use paradigms::config::ParallelConfig;
use paradigms::parallel;

fn main() -> anyhow::Result<()> {
    env_logger::init();
    // Child processes are this same executable started with `worker ...`.
    paradigms::worker::intercept();

    let config = ParallelConfig::default();
    println!(
        "=== One process per url in {} ===",
        config.url_list.display()
    );
    println!();

    let report = parallel::run(&config)?;

    println!();
    println!(
        "{} downloaded, {} failed, saved under {}",
        report.succeeded(),
        report.failed(),
        config.image_dir.display()
    );
    Ok(())
}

####

=== Task description ===
Every line in the entries above that mentions the word "display" must be shown.

=== Your response ===
        config.url_list.display()
        config.image_dir.display()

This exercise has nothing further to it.